Collected data

----------

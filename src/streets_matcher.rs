//! Street and suburb name predictions.
//!
//! [`go`] scans the unused tokens for ranges whose candidates intersect the
//! street (or suburb) set, preferring exact matches and falling back to
//! fuzzy ones, which are then flagged as misprinted.

use std::{cmp::Ordering, collections::HashSet};

use crate::{
    base_context::BaseContext,
    cbv::Cbv,
    features_filter::FeaturesFilter,
    query::QueryParams,
    token_range::TokenRange,
};

/// Generic street words that never identify a street on their own.
const STREET_SYNONYMS: &[&str] = &[
    "av", "ave", "avenue", "blvd", "boulevard", "calle", "dr", "drive",
    "lane", "ln", "rd", "road", "rue", "st", "str", "strasse", "street",
    "ul", "ulitsa", "via",
];

/// Below this probability, trailing predictions are dropped.
const MIN_PROBABILITY: f64 = 0.05;

/// Predictions always kept regardless of probability.
const MIN_PREDICTIONS: usize = 3;

pub fn is_street_synonym(token: &str) -> bool {
    STREET_SYNONYMS.contains(&token)
}

#[derive(Debug, Clone, PartialEq)]
pub struct Prediction {
    pub features: Cbv,
    pub range: TokenRange,
    pub with_misprints: bool,
    pub probability: f64,
    /// Hash of `features`.
    pub hash: u64,
}

impl Prediction {
    fn num_tokens(&self) -> usize {
        self.range.len()
    }

    /// More tokens wins, then fewer misprints, then higher probability.
    pub fn is_better(&self, other: &Prediction) -> bool {
        self.compare(other) == Ordering::Less
    }

    /// Whether the two predictions are interchangeable for a relaxed retry.
    pub fn same_for_relaxed_match(&self, other: &Prediction) -> bool {
        self.with_misprints == other.with_misprints
            && self.num_tokens() == other.num_tokens()
    }

    /// Orders better predictions first; ties fall back to token position.
    fn compare(&self, other: &Prediction) -> Ordering {
        other
            .num_tokens()
            .cmp(&self.num_tokens())
            .then_with(|| self.with_misprints.cmp(&other.with_misprints))
            .then_with(|| {
                other
                    .probability
                    .partial_cmp(&self.probability)
                    .unwrap_or(Ordering::Equal)
            })
            .then_with(|| self.range.cmp(&other.range))
    }
}

/// Proposes street predictions for `candidates` (the shard's streets or
/// suburbs) over the unused tokens of `ctx`, best first.
pub fn go(
    ctx: &BaseContext<'_>,
    candidates: &Cbv,
    filter: &FeaturesFilter,
    params: &QueryParams,
) -> Vec<Prediction> {
    let mut predictions = find(ctx, candidates, filter, params);
    prune(&mut predictions);
    predictions
}

fn find(
    ctx: &BaseContext<'_>,
    candidates: &Cbv,
    filter: &FeaturesFilter,
    params: &QueryParams,
) -> Vec<Prediction> {
    let num_tokens = ctx.num_tokens();
    let mut predictions = Vec::new();

    for begin in 0..num_tokens {
        if ctx.is_token_used(begin) {
            continue;
        }

        let mut all = candidates.clone();
        let mut exact = candidates.clone();
        let mut only_synonyms = true;

        for end in begin + 1..=num_tokens {
            let token = end - 1;
            if ctx.is_token_used(token) {
                break;
            }

            all = all.intersect(&ctx.features[token].all);
            exact = exact.intersect(&ctx.features[token].exact);
            if all.is_empty() || all.is_full() {
                break;
            }

            only_synonyms &= is_street_synonym(params.token(token));
            if only_synonyms {
                continue;
            }

            let filtered = filter.apply(&all);
            if filtered.is_empty() {
                break;
            }
            let filtered_exact = filtered.intersect(&exact);
            let with_misprints = filtered_exact.is_empty();
            let features = if with_misprints {
                filtered
            } else {
                filtered_exact
            };

            let probability =
                features.pop_count() as f64 / all.pop_count() as f64;
            predictions.push(Prediction {
                hash: features.hash(),
                features,
                range: TokenRange::new(begin, end),
                with_misprints,
                probability,
            });
        }
    }

    predictions
}

/// Sorts predictions best first, drops duplicates and trims the
/// improbable tail.
fn prune(predictions: &mut Vec<Prediction>) {
    predictions.sort_by(Prediction::compare);

    let mut seen = HashSet::new();
    predictions.retain(|p| seen.insert((p.hash, p.range)));

    let mut kept: Vec<Prediction> = Vec::with_capacity(predictions.len());
    for p in predictions.drain(..) {
        if !kept
            .iter()
            .any(|k| k.hash == p.hash && k.same_for_relaxed_match(&p))
        {
            kept.push(p);
        }
    }
    *predictions = kept;

    while predictions.len() > MIN_PREDICTIONS
        && predictions
            .last()
            .is_some_and(|p| p.probability < MIN_PROBABILITY)
    {
        predictions.pop();
    }
}
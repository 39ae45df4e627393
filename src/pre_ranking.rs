//! The emitted unit and the sink that receives it.

use std::collections::HashMap;

use serde::Serialize;

use crate::{
    model::{SearchType, TokenType},
    storage::FeatureId,
    token_range::TokenRange,
};

/// Everything the ranking stage needs to know about one emitted feature.
#[derive(Debug, Clone, PartialEq, Serialize)]
pub struct PreRankingInfo {
    pub feature: FeatureId,
    pub search_type: SearchType,
    /// Token range consumed by each matched type, in query order.
    pub token_ranges: Vec<(TokenType, TokenRange)>,
    /// The city the feature was found in, if any.
    pub city: Option<FeatureId>,
    pub matched_country: bool,
    pub matched_state: bool,
    pub all_tokens_used: bool,
    pub exact_match: bool,
    /// Every matched token is a common word.
    pub is_common_match_only: bool,
}

impl PreRankingInfo {
    pub fn token_range(&self, ty: impl Into<TokenType>) -> Option<TokenRange> {
        let ty = ty.into();
        self.token_ranges
            .iter()
            .find(|(t, _)| *t == ty)
            .map(|(_, range)| *range)
    }

    pub fn num_matched_tokens(&self) -> usize {
        self.token_ranges.iter().map(|(_, range)| range.len()).sum()
    }

    /// Whether `self` describes the feature better than `other`.
    fn is_better_than(&self, other: &PreRankingInfo) -> bool {
        (self.all_tokens_used, self.exact_match, self.num_matched_tokens())
            > (
                other.all_tokens_used,
                other.exact_match,
                other.num_matched_tokens(),
            )
    }
}

/// Receives emitted results.
pub trait PreRanker {
    fn emplace(&mut self, info: PreRankingInfo);

    /// Soft bound on the number of results; also the viewport filter
    /// threshold.
    fn limit(&self) -> usize;

    fn num_sent_results(&self) -> usize;

    /// Called after each shard of the must-process prefix and once more,
    /// with `last` set, when the search is over.
    fn update_results(&mut self, last: bool);
}

/// Collects results in emission order, merging emissions of the same
/// feature.
#[derive(Debug, Clone)]
pub struct CollectingPreRanker {
    limit: usize,
    results: Vec<PreRankingInfo>,
    index: HashMap<FeatureId, usize>,
    num_sent: usize,
    num_dropped: usize,
    finished: bool,
}

impl CollectingPreRanker {
    pub fn new(limit: usize) -> Self {
        Self {
            limit,
            results: Vec::new(),
            index: HashMap::new(),
            num_sent: 0,
            num_dropped: 0,
            finished: false,
        }
    }

    pub fn results(&self) -> &[PreRankingInfo] {
        &self.results
    }

    pub fn into_results(self) -> Vec<PreRankingInfo> {
        self.results
    }

    /// New features refused because the limit was reached.
    pub fn num_dropped(&self) -> usize {
        self.num_dropped
    }

    pub fn is_finished(&self) -> bool {
        self.finished
    }

    pub fn clear(&mut self) {
        self.results.clear();
        self.index.clear();
        self.num_sent = 0;
        self.num_dropped = 0;
        self.finished = false;
    }
}

impl PreRanker for CollectingPreRanker {
    fn emplace(&mut self, info: PreRankingInfo) {
        if let Some(&i) = self.index.get(&info.feature) {
            if info.is_better_than(&self.results[i]) {
                self.results[i] = info;
            }
            return;
        }
        if self.results.len() >= self.limit {
            self.num_dropped += 1;
            return;
        }
        self.index.insert(info.feature, self.results.len());
        self.results.push(info);
    }

    fn limit(&self) -> usize {
        self.limit
    }

    fn num_sent_results(&self) -> usize {
        self.num_sent
    }

    fn update_results(&mut self, last: bool) {
        self.num_sent = self.results.len();
        self.finished |= last;
    }
}
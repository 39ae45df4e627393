//! Subscriber setup for hosts embedding the geocoder.

use tracing_subscriber::EnvFilter;

fn filter(verbose: u8, quiet: bool) -> EnvFilter {
    if let Ok(env) = std::env::var("GEOCODER_LOG") {
        EnvFilter::new(env)
    } else if quiet {
        EnvFilter::new("warn")
    } else {
        match verbose {
            0 => EnvFilter::new("info"),
            1 => EnvFilter::new("debug"),
            _ => EnvFilter::new("trace"),
        }
    }
}

/// Installs a stderr fmt subscriber. `GEOCODER_LOG` overrides the level
/// picked from `verbose` and `quiet`.
///
/// Panics if a global subscriber is already set.
pub fn init_tracing(verbose: u8, quiet: bool) {
    tracing_subscriber::fmt()
        .with_env_filter(filter(verbose, quiet))
        .with_writer(std::io::stderr)
        .without_time()
        .init();
}

/// Like [`init_tracing`], but does nothing when a subscriber is already
/// installed. Meant for tests.
pub fn try_init(verbose: u8) {
    let _ = tracing_subscriber::fmt()
        .with_env_filter(filter(verbose, false))
        .with_test_writer()
        .without_time()
        .try_init();
}
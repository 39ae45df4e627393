//! Interfaces of the storage/indexing collaborator.
//!
//! The geocoder never reads shard files itself. Everything it needs from a
//! shard (inverted-index lookups, geometric retrieval, feature metadata,
//! adjacency tests) comes through these traits. [`crate::memory`] provides
//! an in-memory implementation.

use std::sync::Arc;

use serde::{Deserialize, Serialize};

use crate::{
    cbv::Cbv,
    geometry::{Point, Rect},
    model::{LocalityType, SearchType},
};

pub type ShardId = u32;

#[derive(Debug, Clone, Copy, PartialEq, Eq, Serialize, Deserialize)]
#[serde(rename_all = "snake_case")]
pub enum ShardKind {
    /// The global shard holding countries, states and cities.
    World,
    Country,
}

#[derive(Debug, Clone, PartialEq, Serialize, Deserialize)]
pub struct ShardInfo {
    pub id: ShardId,
    pub name: String,
    pub kind: ShardKind,
    pub rect: Rect,
    #[serde(default = "default_true")]
    pub has_search_index: bool,
}

fn default_true() -> bool {
    true
}

impl ShardInfo {
    pub fn world(id: ShardId, name: impl Into<String>, rect: Rect) -> Self {
        Self {
            id,
            name: name.into(),
            kind: ShardKind::World,
            rect,
            has_search_index: true,
        }
    }

    pub fn country(id: ShardId, name: impl Into<String>, rect: Rect) -> Self {
        Self {
            kind: ShardKind::Country,
            ..Self::world(id, name, rect)
        }
    }

    pub fn is_world(&self) -> bool {
        self.kind == ShardKind::World
    }
}

/// A feature together with the shard it lives in.
#[derive(
    Debug,
    Clone,
    Copy,
    PartialEq,
    Eq,
    PartialOrd,
    Ord,
    Hash,
    Serialize,
    Deserialize,
)]
pub struct FeatureId {
    pub shard: ShardId,
    pub feature: u32,
}

impl FeatureId {
    pub fn new(shard: ShardId, feature: u32) -> Self {
        Self { shard, feature }
    }
}

/// Metadata of a single feature.
#[derive(Debug, Clone, PartialEq, Serialize, Deserialize)]
pub struct FeatureRecord {
    pub id: u32,
    pub search_type: SearchType,
    pub center: Point,
    /// Bounding rect of the feature geometry.
    #[serde(default)]
    pub rect: Option<Rect>,
    /// Names as `(language, name)` pairs; the first one is the default name.
    #[serde(default)]
    pub names: Vec<(String, String)>,
    #[serde(default)]
    pub locality_type: Option<LocalityType>,
    #[serde(default)]
    pub population: u64,
    #[serde(default)]
    pub rank: u8,
    #[serde(default)]
    pub house_number: Option<String>,
    #[serde(default)]
    pub postcodes: Vec<String>,
    #[serde(default)]
    pub categories: Vec<String>,
    /// Point features are the only ones accepted as regions and cities.
    #[serde(default = "default_true")]
    pub is_point: bool,
}

impl FeatureRecord {
    pub fn new(id: u32, search_type: SearchType, center: Point) -> Self {
        Self {
            id,
            search_type,
            center,
            rect: None,
            names: Vec::new(),
            locality_type: None,
            population: 0,
            rank: 0,
            house_number: None,
            postcodes: Vec::new(),
            categories: Vec::new(),
            is_point: true,
        }
    }

    /// Adds a name in the default language.
    pub fn with_name(self, name: impl Into<String>) -> Self {
        self.with_name_in("default", name)
    }

    pub fn with_name_in(
        mut self,
        lang: impl Into<String>,
        name: impl Into<String>,
    ) -> Self {
        self.names.push((lang.into(), name.into()));
        self
    }

    pub fn with_rect(mut self, rect: Rect) -> Self {
        self.rect = Some(rect);
        self
    }

    pub fn with_locality_type(mut self, ty: LocalityType) -> Self {
        self.locality_type = Some(ty);
        self
    }

    pub fn with_population(mut self, population: u64) -> Self {
        self.population = population;
        self
    }

    pub fn with_rank(mut self, rank: u8) -> Self {
        self.rank = rank;
        self
    }

    pub fn with_house_number(
        mut self,
        house_number: impl Into<String>,
    ) -> Self {
        self.house_number = Some(house_number.into());
        self
    }

    pub fn with_postcode(mut self, postcode: impl Into<String>) -> Self {
        self.postcodes.push(postcode.into());
        self
    }

    pub fn with_category(mut self, category: impl Into<String>) -> Self {
        self.categories.push(category.into());
        self
    }

    pub fn default_name(&self) -> Option<&str> {
        self.names.first().map(|(_, name)| name.as_str())
    }

    /// Name used to look up the shards of an administrative region: the
    /// default name, or the English one when the default is missing.
    pub fn affiliation_name(&self) -> Option<&str> {
        self.default_name()
            .filter(|name| !name.is_empty())
            .or_else(|| self.name_in("en"))
    }

    pub fn name_in(&self, lang: &str) -> Option<&str> {
        self.names
            .iter()
            .find(|(l, name)| l == lang && !name.is_empty())
            .map(|(_, name)| name.as_str())
    }

    pub fn locality_type(&self) -> Option<LocalityType> {
        self.locality_type
            .or_else(|| LocalityType::from_search_type(self.search_type))
    }
}

/// Result of an inverted-index lookup for one token.
#[derive(Debug, Clone, Default, PartialEq)]
pub struct TokenCandidates {
    /// Every feature matching the token, fuzzy matches included.
    pub all: Cbv,
    /// The subset matched without any fuzziness.
    pub exact: Cbv,
}

impl TokenCandidates {
    pub fn new(all: Cbv, exact: Cbv) -> Self {
        Self { all, exact }
    }

    pub fn union(&self, other: &TokenCandidates) -> TokenCandidates {
        Self::new(self.all.union(&other.all), self.exact.union(&other.exact))
    }

    pub fn intersect(&self, other: &Cbv) -> TokenCandidates {
        Self::new(self.all.intersect(other), self.exact.intersect(other))
    }
}

/// A (type, feature) vertex of a features layer.
#[derive(Debug, Clone, Copy, PartialEq, Eq, Hash)]
pub struct LayerFeature {
    pub search_type: SearchType,
    pub id: u32,
}

impl LayerFeature {
    pub fn new(search_type: SearchType, id: u32) -> Self {
        Self { search_type, id }
    }
}

/// Read-only access to one shard's indices.
pub trait Shard: Send + Sync {
    fn info(&self) -> &ShardInfo;

    /// Inverted-index lookup of a query token. When `is_prefix` is set the
    /// token may be an incomplete word.
    fn retrieve_candidates(&self, token: &str, is_prefix: bool)
    -> TokenCandidates;

    /// Every feature indexed under a category key.
    fn retrieve_category(&self, category: &str) -> Cbv;

    /// Features carrying the given postcode.
    fn retrieve_postcode(&self, postcode: &str) -> Cbv;

    /// Features whose geometry lies in `rect` at the given scale.
    fn retrieve_in_rect(&self, rect: &Rect, scale: u8) -> Cbv;

    fn feature(&self, id: u32) -> Option<FeatureRecord>;

    /// External rank of a feature; zero when unknown.
    fn rank(&self, id: u32) -> u8 {
        self.feature(id).map_or(0, |f| f.rank)
    }

    /// Bounding rect of the explicit boundary of a locality, if known.
    fn locality_boundary(&self, id: u32) -> Option<Rect>;

    /// Geometric/topological adjacency between a feature of an inner layer
    /// (`child`) and a feature of an outer layer (`parent`): a POI on a
    /// street, a building in a suburb, and so on.
    fn is_adjacent(&self, child: LayerFeature, parent: LayerFeature) -> bool;

    /// Buildings on `street` whose house number matches `house_number`.
    fn houses_on_street(&self, street: u32, house_number: &str) -> Vec<u32>;
}

/// Pins a shard's data for the duration of one pass.
pub type ShardHandle = Arc<dyn Shard>;

/// The set of shards, plus country-containment knowledge.
pub trait DataSource: Send + Sync {
    fn shard_infos(&self) -> Vec<ShardInfo>;

    /// Returns `None` when the shard is gone.
    fn acquire(&self, id: ShardId) -> Option<ShardHandle>;

    /// Shards belonging to the administrative region named `affiliation`.
    fn matched_regions(&self, affiliation: &str) -> Vec<ShardId>;

    /// Whether `point` lies inside any of the given regions' shards.
    fn point_in_regions(&self, point: &Point, regions: &[ShardId]) -> bool;
}
use serde::{Deserialize, Serialize};

use crate::{
    geometry::{Point, Rect},
    token_range::TokenRange,
};

/// Tokens that on their own carry almost no meaning for geocoding.
const COMMON_TOKENS: &[&str] = &[
    "a", "da", "de", "del", "der", "des", "di", "du", "el", "la", "le", "of",
    "the",
];

#[derive(Debug, Clone, Copy, Default, PartialEq, Eq, Serialize, Deserialize)]
#[serde(rename_all = "snake_case")]
pub enum Mode {
    /// Search every shard, ordered by proximity to the pivot.
    #[default]
    Everywhere,
    /// Search only inside the pivot viewport.
    Viewport,
}

#[derive(Debug, Clone, Default, PartialEq, Eq, Serialize, Deserialize)]
pub struct QueryToken {
    pub text: String,
    /// Category keys hinted for this token ("cafe" -> "amenity-cafe").
    #[serde(default)]
    pub categories: Vec<String>,
}

impl QueryToken {
    pub fn new(text: impl Into<String>) -> Self {
        Self {
            text: text.into(),
            categories: Vec::new(),
        }
    }

    pub fn with_categories(
        text: impl Into<String>,
        categories: impl IntoIterator<Item = impl Into<String>>,
    ) -> Self {
        Self {
            text: text.into(),
            categories: categories.into_iter().map(Into::into).collect(),
        }
    }
}

/// A tokenized query together with its geographic bias.
#[derive(Debug, Clone, PartialEq, Serialize, Deserialize)]
pub struct QueryParams {
    pub tokens: Vec<QueryToken>,
    /// Whether the last token may be an incomplete prefix.
    #[serde(default)]
    pub last_token_is_prefix: bool,
    pub pivot: Rect,
    #[serde(default)]
    pub position: Option<Point>,
    #[serde(default)]
    pub locale: String,
    #[serde(default)]
    pub mode: Mode,
}

impl QueryParams {
    pub fn new(tokens: Vec<QueryToken>, pivot: Rect) -> Self {
        Self {
            tokens,
            last_token_is_prefix: false,
            pivot,
            position: None,
            locale: "en".to_string(),
            mode: Mode::Everywhere,
        }
    }

    /// Splits `query` on whitespace and lowercases every token. The last
    /// token is a prefix unless the query ends with whitespace.
    ///
    /// # Examples
    ///
    /// ```
    /// use geocoder::{QueryParams, Rect};
    ///
    /// let pivot = Rect::new(0.0, 0.0, 1.0, 1.0);
    /// let params = QueryParams::parse("Baker Str", pivot);
    /// assert_eq!(params.num_tokens(), 2);
    /// assert_eq!(params.token(1), "str");
    /// assert!(params.is_prefix_token(1));
    /// ```
    pub fn parse(query: &str, pivot: Rect) -> Self {
        let tokens = query
            .split_whitespace()
            .map(|t| QueryToken::new(t.to_lowercase()))
            .collect();
        let mut params = Self::new(tokens, pivot);
        params.last_token_is_prefix =
            !query.is_empty() && !query.ends_with(char::is_whitespace);
        params
    }

    pub fn with_mode(mut self, mode: Mode) -> Self {
        self.mode = mode;
        self
    }

    pub fn with_position(mut self, position: Point) -> Self {
        self.position = Some(position);
        self
    }

    pub fn num_tokens(&self) -> usize {
        self.tokens.len()
    }

    pub fn token(&self, i: usize) -> &str {
        &self.tokens[i].text
    }

    pub fn is_prefix_token(&self, i: usize) -> bool {
        self.last_token_is_prefix && i + 1 == self.tokens.len()
    }

    pub fn is_number_token(&self, i: usize) -> bool {
        let text = self.token(i);
        !text.is_empty() && text.chars().all(|c| c.is_ascii_digit())
    }

    /// True when every token in `range` is a number.
    pub fn is_number_tokens(&self, range: TokenRange) -> bool {
        range.tokens().all(|i| self.is_number_token(i))
    }

    pub fn is_common_token(&self, i: usize) -> bool {
        COMMON_TOKENS.contains(&self.token(i))
    }

    pub fn slice(&self, range: TokenRange) -> Vec<&str> {
        range.tokens().map(|i| self.token(i)).collect()
    }

    /// Joins the tokens of `range` with `sep`.
    pub fn join(&self, range: TokenRange, sep: &str) -> String {
        self.slice(range).join(sep)
    }

    /// Whether the last token of `range` is the query's prefix token.
    pub fn range_ends_with_prefix(&self, range: TokenRange) -> bool {
        !range.is_empty() && self.is_prefix_token(range.end - 1)
    }
}

#[cfg(test)]
mod tests {
    use super::*;

    fn pivot() -> Rect {
        Rect::new(0.0, 0.0, 100.0, 100.0)
    }

    #[test]
    fn parse_detects_trailing_prefix() {
        let params = QueryParams::parse("10 Downing Street ", pivot());
        assert_eq!(params.num_tokens(), 3);
        assert!(!params.last_token_is_prefix);

        let params = QueryParams::parse("10 Downing Str", pivot());
        assert!(params.is_prefix_token(2));
        assert!(!params.is_prefix_token(1));
    }

    #[test]
    fn number_tokens() {
        let params = QueryParams::parse("75008 paris 12b", pivot());
        assert!(params.is_number_token(0));
        assert!(!params.is_number_token(1));
        assert!(!params.is_number_token(2));
        assert!(params.is_number_tokens(TokenRange::new(0, 1)));
        assert!(!params.is_number_tokens(TokenRange::new(0, 2)));
    }

    #[test]
    fn common_tokens() {
        let params = QueryParams::parse("avenue des champs", pivot());
        assert!(!params.is_common_token(0));
        assert!(params.is_common_token(1));
    }

    #[test]
    fn join_uses_separator() {
        let params = QueryParams::parse("rue de la paix", pivot());
        assert_eq!(params.join(TokenRange::new(1, 4), " "), "de la paix");
        assert!(params.range_ends_with_prefix(TokenRange::new(1, 4)));
        assert!(!params.range_ends_with_prefix(TokenRange::new(0, 2)));
    }
}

----------

— Your assignment —
Among the records above, find each line holding the string "push" and pull it out.

— Answer to the problem —
            predictions.push(Prediction {
            kept.push(p);
        self.results.push(info);
        self.names.push((lang.into(), name.into()));
        self.postcodes.push(postcode.into());
        self.categories.push(category.into());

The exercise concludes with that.